▶ [Work to be completed]
All lines below containing the string "active" are to be copied.
####
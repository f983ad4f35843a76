//! Row mapping trait and helpers for reducing boilerplate in queries.
//!
//! This module provides a `FromRow` trait that models can implement to
//! define how they are constructed from database rows, plus helper functions
//! for common query patterns.

use rusqlite::{Connection, OptionalExtension, Row, ToSql};

use crate::models::*;
use crate::payments::PaymentProvider;

/// Parse a string column into an enum type, converting parse errors to rusqlite errors.
///
/// This provides graceful error handling instead of panicking when database
/// contains invalid enum values (from corruption, manual edits, etc.).
fn parse_enum<T: std::str::FromStr>(row: &Row, col: usize, col_name: &str) -> rusqlite::Result<T> {
    row.get::<_, String>(col)?.parse::<T>().map_err(|_| {
        rusqlite::Error::InvalidColumnType(col, col_name.to_string(), rusqlite::types::Type::Text)
    })
}

fn parse_bool(row: &Row, col: usize) -> rusqlite::Result<bool> {
    Ok(row.get::<_, i32>(col)? != 0)
}

/// Trait for constructing a type from a database row.
///
/// Implementing this trait allows using the `query_one` and `query_all`
/// helper functions, reducing repetitive row mapping closures.
pub trait FromRow: Sized {
    /// Construct an instance from a database row.
    fn from_row(row: &Row) -> rusqlite::Result<Self>;
}

/// Query for a single optional result.
pub fn query_one<T: FromRow>(
    conn: &Connection,
    sql: &str,
    params: &[&dyn ToSql],
) -> crate::error::Result<Option<T>> {
    conn.query_row(sql, params, T::from_row)
        .optional()
        .map_err(Into::into)
}

/// Query for multiple results.
pub fn query_all<T: FromRow>(
    conn: &Connection,
    sql: &str,
    params: &[&dyn ToSql],
) -> crate::error::Result<Vec<T>> {
    let mut stmt = conn.prepare(sql)?;
    let rows = stmt
        .query_map(params, T::from_row)?
        .collect::<std::result::Result<Vec<_>, _>>()?;
    Ok(rows)
}

// ============ SQL SELECT Constants ============

pub const USER_COLS: &str = "id, email, name, role, created_at, updated_at, deleted_at";

pub const COURSE_COLS: &str = "id, slug, title, subtitle, description, instructor_id, price_cents, currency, level, thumbnail_url, published, created_at, updated_at, deleted_at";

pub const MODULE_COLS: &str = "id, course_id, title, position, created_at";

pub const LESSON_COLS: &str = "id, module_id, course_id, title, content, video_blob, video_content_type, video_size, duration_seconds, is_preview, position, created_at, updated_at";

/// Cart lines joined with their course (`c` = cart_items, `co` = courses)
pub const CART_ITEM_COLS: &str =
    "co.id, co.slug, co.title, co.price_cents, co.currency, c.added_at";

pub const COUPON_COLS: &str = "id, code, kind, value, currency, max_uses, used_count, expires_at, course_id, active, created_at, updated_at";

pub const PURCHASE_COLS: &str = "id, user_id, status, currency, subtotal_cents, discount_cents, total_cents, coupon_id, coupon_code, provider, provider_checkout_id, provider_payment_id, provider_merchant_order_id, failure_reason, created_at, updated_at, paid_at, refunded_at";

pub const PURCHASE_ITEM_COLS: &str = "id, purchase_id, course_id, title, price_cents";

pub const ENROLLMENT_COLS: &str = "id, user_id, course_id, purchase_id, created_at, revoked_at";

pub const TRANSACTION_COLS: &str = "id, purchase_id, user_id, provider, provider_payment_id, currency, subtotal_cents, discount_cents, total_cents, coupon_code, transaction_type, parent_transaction_id, created_at";

pub const LESSON_PROGRESS_COLS: &str =
    "user_id, lesson_id, course_id, watched_seconds, completed, completed_at, updated_at";

pub const CERTIFICATE_COLS: &str =
    "id, user_id, course_id, verification_code, student_name, course_title, issued_at";

pub const NOTIFICATION_COLS: &str = "id, user_id, kind, title, body, link, read_at, created_at";

pub const SUBSCRIBER_COLS: &str =
    "id, email, unsubscribe_token, subscribed_at, unsubscribed_at";

pub const CAMPAIGN_COLS: &str = "id, subject, body, status, total_recipients, sent_count, failed_count, created_by, created_at, started_at, completed_at";

pub const CONVERSATION_COLS: &str = "id, user_id, subject, status, created_at, updated_at";

pub const MESSAGE_COLS: &str = "id, conversation_id, sender_id, body, created_at";

pub const AUDIT_LOG_COLS: &str = "id, timestamp, actor_type, user_id, user_email, action, resource_type, resource_id, details, ip_address, user_agent";

// ============ FromRow Implementations ============

impl FromRow for User {
    fn from_row(row: &Row) -> rusqlite::Result<Self> {
        Ok(User {
            id: row.get(0)?,
            email: row.get(1)?,
            name: row.get(2)?,
            role: parse_enum(row, 3, "role")?,
            created_at: row.get(4)?,
            updated_at: row.get(5)?,
            deleted_at: row.get(6)?,
        })
    }
}

impl FromRow for Course {
    fn from_row(row: &Row) -> rusqlite::Result<Self> {
        Ok(Course {
            id: row.get(0)?,
            slug: row.get(1)?,
            title: row.get(2)?,
            subtitle: row.get(3)?,
            description: row.get(4)?,
            instructor_id: row.get(5)?,
            price_cents: row.get(6)?,
            currency: row.get(7)?,
            level: parse_enum(row, 8, "level")?,
            thumbnail_url: row.get(9)?,
            published: parse_bool(row, 10)?,
            created_at: row.get(11)?,
            updated_at: row.get(12)?,
            deleted_at: row.get(13)?,
        })
    }
}

impl FromRow for CourseModule {
    fn from_row(row: &Row) -> rusqlite::Result<Self> {
        Ok(CourseModule {
            id: row.get(0)?,
            course_id: row.get(1)?,
            title: row.get(2)?,
            position: row.get(3)?,
            created_at: row.get(4)?,
        })
    }
}

impl FromRow for Lesson {
    fn from_row(row: &Row) -> rusqlite::Result<Self> {
        Ok(Lesson {
            id: row.get(0)?,
            module_id: row.get(1)?,
            course_id: row.get(2)?,
            title: row.get(3)?,
            content: row.get(4)?,
            video_blob: row.get(5)?,
            video_content_type: row.get(6)?,
            video_size: row.get(7)?,
            duration_seconds: row.get(8)?,
            is_preview: parse_bool(row, 9)?,
            position: row.get(10)?,
            created_at: row.get(11)?,
            updated_at: row.get(12)?,
        })
    }
}

impl FromRow for CartItem {
    fn from_row(row: &Row) -> rusqlite::Result<Self> {
        Ok(CartItem {
            course_id: row.get(0)?,
            slug: row.get(1)?,
            title: row.get(2)?,
            price_cents: row.get(3)?,
            currency: row.get(4)?,
            added_at: row.get(5)?,
        })
    }
}

impl FromRow for Coupon {
    fn from_row(row: &Row) -> rusqlite::Result<Self> {
        Ok(Coupon {
            id: row.get(0)?,
            code: row.get(1)?,
            kind: parse_enum(row, 2, "kind")?,
            value: row.get(3)?,
            currency: row.get(4)?,
            max_uses: row.get(5)?,
            used_count: row.get(6)?,
            expires_at: row.get(7)?,
            course_id: row.get(8)?,
            active: parse_bool(row, 9)?,
            created_at: row.get(10)?,
            updated_at: row.get(11)?,
        })
    }
}

impl FromRow for Purchase {
    fn from_row(row: &Row) -> rusqlite::Result<Self> {
        Ok(Purchase {
            id: row.get(0)?,
            user_id: row.get(1)?,
            status: parse_enum(row, 2, "status")?,
            currency: row.get(3)?,
            subtotal_cents: row.get(4)?,
            discount_cents: row.get(5)?,
            total_cents: row.get(6)?,
            coupon_id: row.get(7)?,
            coupon_code: row.get(8)?,
            provider: parse_enum::<PaymentProvider>(row, 9, "provider")?,
            provider_checkout_id: row.get(10)?,
            provider_payment_id: row.get(11)?,
            provider_merchant_order_id: row.get(12)?,
            failure_reason: row.get(13)?,
            created_at: row.get(14)?,
            updated_at: row.get(15)?,
            paid_at: row.get(16)?,
            refunded_at: row.get(17)?,
        })
    }
}

impl FromRow for PurchaseItem {
    fn from_row(row: &Row) -> rusqlite::Result<Self> {
        Ok(PurchaseItem {
            id: row.get(0)?,
            purchase_id: row.get(1)?,
            course_id: row.get(2)?,
            title: row.get(3)?,
            price_cents: row.get(4)?,
        })
    }
}

impl FromRow for Enrollment {
    fn from_row(row: &Row) -> rusqlite::Result<Self> {
        Ok(Enrollment {
            id: row.get(0)?,
            user_id: row.get(1)?,
            course_id: row.get(2)?,
            purchase_id: row.get(3)?,
            created_at: row.get(4)?,
            revoked_at: row.get(5)?,
        })
    }
}

impl FromRow for Transaction {
    fn from_row(row: &Row) -> rusqlite::Result<Self> {
        let transaction_type: String = row.get(10)?;
        Ok(Transaction {
            id: row.get(0)?,
            purchase_id: row.get(1)?,
            user_id: row.get(2)?,
            provider: parse_enum::<PaymentProvider>(row, 3, "provider")?,
            provider_payment_id: row.get(4)?,
            currency: row.get(5)?,
            subtotal_cents: row.get(6)?,
            discount_cents: row.get(7)?,
            total_cents: row.get(8)?,
            coupon_code: row.get(9)?,
            transaction_type: TransactionType::from_str(&transaction_type).ok_or_else(|| {
                rusqlite::Error::InvalidColumnType(
                    10,
                    "transaction_type".to_string(),
                    rusqlite::types::Type::Text,
                )
            })?,
            parent_transaction_id: row.get(11)?,
            created_at: row.get(12)?,
        })
    }
}

impl FromRow for LessonProgress {
    fn from_row(row: &Row) -> rusqlite::Result<Self> {
        Ok(LessonProgress {
            user_id: row.get(0)?,
            lesson_id: row.get(1)?,
            course_id: row.get(2)?,
            watched_seconds: row.get(3)?,
            completed: parse_bool(row, 4)?,
            completed_at: row.get(5)?,
            updated_at: row.get(6)?,
        })
    }
}

impl FromRow for Certificate {
    fn from_row(row: &Row) -> rusqlite::Result<Self> {
        Ok(Certificate {
            id: row.get(0)?,
            user_id: row.get(1)?,
            course_id: row.get(2)?,
            verification_code: row.get(3)?,
            student_name: row.get(4)?,
            course_title: row.get(5)?,
            issued_at: row.get(6)?,
        })
    }
}

impl FromRow for Notification {
    fn from_row(row: &Row) -> rusqlite::Result<Self> {
        Ok(Notification {
            id: row.get(0)?,
            user_id: row.get(1)?,
            kind: parse_enum(row, 2, "kind")?,
            title: row.get(3)?,
            body: row.get(4)?,
            link: row.get(5)?,
            read_at: row.get(6)?,
            created_at: row.get(7)?,
        })
    }
}

impl FromRow for Subscriber {
    fn from_row(row: &Row) -> rusqlite::Result<Self> {
        Ok(Subscriber {
            id: row.get(0)?,
            email: row.get(1)?,
            unsubscribe_token: row.get(2)?,
            subscribed_at: row.get(3)?,
            unsubscribed_at: row.get(4)?,
        })
    }
}

impl FromRow for Campaign {
    fn from_row(row: &Row) -> rusqlite::Result<Self> {
        Ok(Campaign {
            id: row.get(0)?,
            subject: row.get(1)?,
            body: row.get(2)?,
            status: parse_enum(row, 3, "status")?,
            total_recipients: row.get(4)?,
            sent_count: row.get(5)?,
            failed_count: row.get(6)?,
            created_by: row.get(7)?,
            created_at: row.get(8)?,
            started_at: row.get(9)?,
            completed_at: row.get(10)?,
        })
    }
}

impl FromRow for SupportConversation {
    fn from_row(row: &Row) -> rusqlite::Result<Self> {
        Ok(SupportConversation {
            id: row.get(0)?,
            user_id: row.get(1)?,
            subject: row.get(2)?,
            status: parse_enum(row, 3, "status")?,
            created_at: row.get(4)?,
            updated_at: row.get(5)?,
        })
    }
}

impl FromRow for SupportMessage {
    fn from_row(row: &Row) -> rusqlite::Result<Self> {
        Ok(SupportMessage {
            id: row.get(0)?,
            conversation_id: row.get(1)?,
            sender_id: row.get(2)?,
            body: row.get(3)?,
            created_at: row.get(4)?,
        })
    }
}

impl FromRow for AuditLog {
    fn from_row(row: &Row) -> rusqlite::Result<Self> {
        let details: Option<String> = row.get(8)?;
        Ok(AuditLog {
            id: row.get(0)?,
            timestamp: row.get(1)?,
            actor_type: parse_enum(row, 2, "actor_type")?,
            user_id: row.get(3)?,
            user_email: row.get(4)?,
            action: row.get(5)?,
            resource_type: row.get(6)?,
            resource_id: row.get(7)?,
            details: details.and_then(|d| serde_json::from_str(&d).ok()),
            ip_address: row.get(9)?,
            user_agent: row.get(10)?,
        })
    }
}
####
▶ [Solution to the problem]
pub const COUPON_COLS: &str = "id, code, kind, value, currency, max_uses, used_count, expires_at, course_id, active, created_at, updated_at";
            active: parse_bool(row, 9)?,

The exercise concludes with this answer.